One non-science interest in Ride's life almost blocker her career as an astronaut: Tennis. While in college, Ride nearly chose to pursue her tennis passion over her science passion.
Ride, a Los Angeles native, grew up with an interest in sports, especially tennis. And she could play. At age 10, Ride began being coached by Alice Marble, the former world No. 1 player who won the U.S. Open four times and Wimbledon twice.
Ride was awarded a partial scholarship in tenth grade to Los Angeles' prestigious Westlake School for Girls to play tennis. By her junior year of high school, Ride was the eighteenth-ranked girls junior player in the United States.
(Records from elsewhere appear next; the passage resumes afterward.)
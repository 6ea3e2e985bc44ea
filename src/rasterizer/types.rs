//! Core types for the rasterizer

use super::math::Vec4;

/// RGB color with channels normalized to [0.0, 1.0]
#[derive(Debug, Clone, Copy, Default, PartialEq)]
pub struct Rgb {
    pub r: f32,
    pub g: f32,
    pub b: f32,
}

impl Rgb {
    pub const BLACK: Rgb = Rgb { r: 0.0, g: 0.0, b: 0.0 };

    pub fn new(r: f32, g: f32, b: f32) -> Self {
        Self { r, g, b }
    }

    /// Normalize 8-bit channels; done once when scene data is loaded
    pub fn from_bytes(r: u8, g: u8, b: u8) -> Self {
        Self {
            r: r as f32 / 255.0,
            g: g as f32 / 255.0,
            b: b as f32 / 255.0,
        }
    }

    /// Convert to RGBA bytes for the framebuffer
    pub fn to_bytes(self) -> [u8; 4] {
        [
            (self.r.clamp(0.0, 1.0) * 255.0).round() as u8,
            (self.g.clamp(0.0, 1.0) * 255.0).round() as u8,
            (self.b.clamp(0.0, 1.0) * 255.0).round() as u8,
            255,
        ]
    }
}

/// A screen-space vertex handed to the rasterizer
#[derive(Debug, Clone, Copy, Default)]
pub struct Vertex {
    pub position: Vec4,
    pub color: Rgb,
}

impl Vertex {
    pub fn new(position: Vec4, color: Rgb) -> Self {
        Self { position, color }
    }
}

/// Rasterization mode, fixed for a whole frame
#[derive(Debug, Clone, Copy, PartialEq, Eq)]
pub enum DrawMode {
    Solid,
    Wireframe,
}
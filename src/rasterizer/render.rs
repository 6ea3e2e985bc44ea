//! Scan conversion into a software framebuffer
//!
//! Two primitives cover both draw modes: solid triangle fill through
//! edge functions with a top-left tie rule, and wireframe edges through
//! an integer midpoint line. No z-buffer: later writes win.

use super::types::{Rgb, Vertex};

/// Framebuffer for software rendering
pub struct Framebuffer {
    pub pixels: Vec<u8>, // RGBA, 4 bytes per pixel
    pub width: usize,
    pub height: usize,
}

impl Framebuffer {
    pub fn new(width: usize, height: usize) -> Self {
        Self {
            pixels: vec![0; width * height * 4],
            width,
            height,
        }
    }

    pub fn clear(&mut self, color: Rgb) {
        let bytes = color.to_bytes();
        for px in self.pixels.chunks_exact_mut(4) {
            px.copy_from_slice(&bytes);
        }
    }

    /// Write one pixel; coordinates outside the framebuffer are discarded
    pub fn set_pixel(&mut self, x: i32, y: i32, color: Rgb) {
        if x < 0 || y < 0 || x >= self.width as i32 || y >= self.height as i32 {
            return;
        }
        let idx = (y as usize * self.width + x as usize) * 4;
        self.pixels[idx..idx + 4].copy_from_slice(&color.to_bytes());
    }
}

/// Draw a line between two screen-space vertices with the midpoint
/// (Bresenham) algorithm. The segment carries a single constant color.
pub fn draw_midpoint_line(fb: &mut Framebuffer, a: &Vertex, b: &Vertex) {
    let mut x = a.position.x.round() as i32;
    let mut y = a.position.y.round() as i32;
    let x1 = b.position.x.round() as i32;
    let y1 = b.position.y.round() as i32;
    let color = a.color;

    let dx = (x1 - x).abs();
    let dy = -(y1 - y).abs();
    let sx = if x < x1 { 1 } else { -1 };
    let sy = if y < y1 { 1 } else { -1 };
    let mut err = dx + dy;

    loop {
        fb.set_pixel(x, y, color);

        if x == x1 && y == y1 {
            break;
        }

        let e2 = 2 * err;
        if e2 >= dy {
            err += dy;
            x += sx;
        }
        if e2 <= dx {
            err += dx;
            y += sy;
        }
    }
}

/// Signed parallelogram area of edge a->b versus point p.
/// Positive when p lies on the interior side for a positively-wound triangle.
fn edge(ax: f32, ay: f32, bx: f32, by: f32, px: f32, py: f32) -> f32 {
    (bx - ax) * (py - ay) - (by - ay) * (px - ax)
}

/// Top-left classification for edge a->b in screen coordinates (y down):
/// horizontal edges running right, and edges running up, own their ties.
fn is_top_left(ax: f32, ay: f32, bx: f32, by: f32) -> bool {
    (ay == by && bx > ax) || by < ay
}

/// Fill a triangle with barycentric-interpolated vertex colors.
///
/// A pixel is covered when its sample point lies strictly inside, or on a
/// top/left edge; two triangles sharing an edge therefore never draw the
/// same pixel twice and never leave a gap. Zero-area triangles draw nothing.
pub fn fill_triangle(fb: &mut Framebuffer, v0: &Vertex, v1: &Vertex, v2: &Vertex) {
    let mut pos = [
        (v0.position.x, v0.position.y),
        (v1.position.x, v1.position.y),
        (v2.position.x, v2.position.y),
    ];
    let mut col = [v0.color, v1.color, v2.color];

    let mut area = edge(pos[0].0, pos[0].1, pos[1].0, pos[1].1, pos[2].0, pos[2].1);
    if area == 0.0 {
        return;
    }
    // Orient to positive winding so the edge tests read the same either way
    if area < 0.0 {
        pos.swap(1, 2);
        col.swap(1, 2);
        area = -area;
    }

    let min_x = pos[0].0.min(pos[1].0).min(pos[2].0).floor().max(0.0) as i32;
    let max_x = pos[0].0.max(pos[1].0).max(pos[2].0).ceil().min(fb.width as f32 - 1.0) as i32;
    let min_y = pos[0].1.min(pos[1].1).min(pos[2].1).floor().max(0.0) as i32;
    let max_y = pos[0].1.max(pos[1].1).max(pos[2].1).ceil().min(fb.height as f32 - 1.0) as i32;

    for y in min_y..=max_y {
        for x in min_x..=max_x {
            let (px, py) = (x as f32, y as f32);
            let w0 = edge(pos[1].0, pos[1].1, pos[2].0, pos[2].1, px, py);
            let w1 = edge(pos[2].0, pos[2].1, pos[0].0, pos[0].1, px, py);
            let w2 = edge(pos[0].0, pos[0].1, pos[1].0, pos[1].1, px, py);

            let covers = |w: f32, a: (f32, f32), b: (f32, f32)| {
                w > 0.0 || (w == 0.0 && is_top_left(a.0, a.1, b.0, b.1))
            };
            if !covers(w0, pos[1], pos[2])
                || !covers(w1, pos[2], pos[0])
                || !covers(w2, pos[0], pos[1])
            {
                continue;
            }

            // Barycentric weights; each is the sub-area opposite that vertex
            let (u, v, w) = (w0 / area, w1 / area, w2 / area);
            let color = Rgb::new(
                u * col[0].r + v * col[1].r + w * col[2].r,
                u * col[0].g + v * col[1].g + w * col[2].g,
                u * col[0].b + v * col[1].b + w * col[2].b,
            );
            fb.set_pixel(x, y, color);
        }
    }
}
The Ride family spent weekends taking young Sally across the country to compete in tournaments. According to Tamra Orr's "Sally Ride: The First Woman in Space," Ride even received personal encouragement to turn professional at age 22 by Billie Jean King (they are pictured together in 2006 at the California Hall of Fame).
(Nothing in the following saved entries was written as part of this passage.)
//! Transform-and-projection pipeline
//!
//! Camera matrices built once per scene, then a per-frame pass that
//! drives every vertex from model space to screen space.

mod camera;
mod frame;

pub use camera::*;
pub use frame::*;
After high school, Ride enrolled at Swarthmore College near Philadelphia. She won the Eastern Intercollegiate Women's Tennis Championships in both her two years at the school. Swarthmore did not have indoor courts at the time, causing Ride, hoping to make one last run at a tennis career, to leave the school before the end of her sophomore year.
Ride went back to Southern California, where she began training for a professional tennis career. Her tennis dream quickly returned to base before it could blast off. “I had a change of heart and decided to give tennis a serious try, and fortunately, that only last a couple of months,” Ride said in 'Portraits of Great American Scientists.' "I went back to school and that was pretty much it."
Ride's mother, Carol, believed Sally's will to be the best forced her to quit tennis.
"Sally simply couldn't make the ball go just where she wanted it to," Carol said in Sue Hurwitz's 'Sally Ride: Shooting for the Stars.' "And Sally wouldn't settle for anything short of excellence in herself."
Thus, she looked back to science for a chance to pursue excellence.
Ride returned to college life by transferring to Stanford. To remain in shape, she ran five miles a day, played rugby and participated in casual sporting events on campus. She graduated from Stanford with a bachelor’s degree in English and physics. Ride stayed in Palo Alto to be a graduate student and earned a master's degree and a Ph.D in physics. She joined NASA in 1978 and traveled to space on June 18, 1983, aboard the Space Shuttle Challenger for mission STS-7.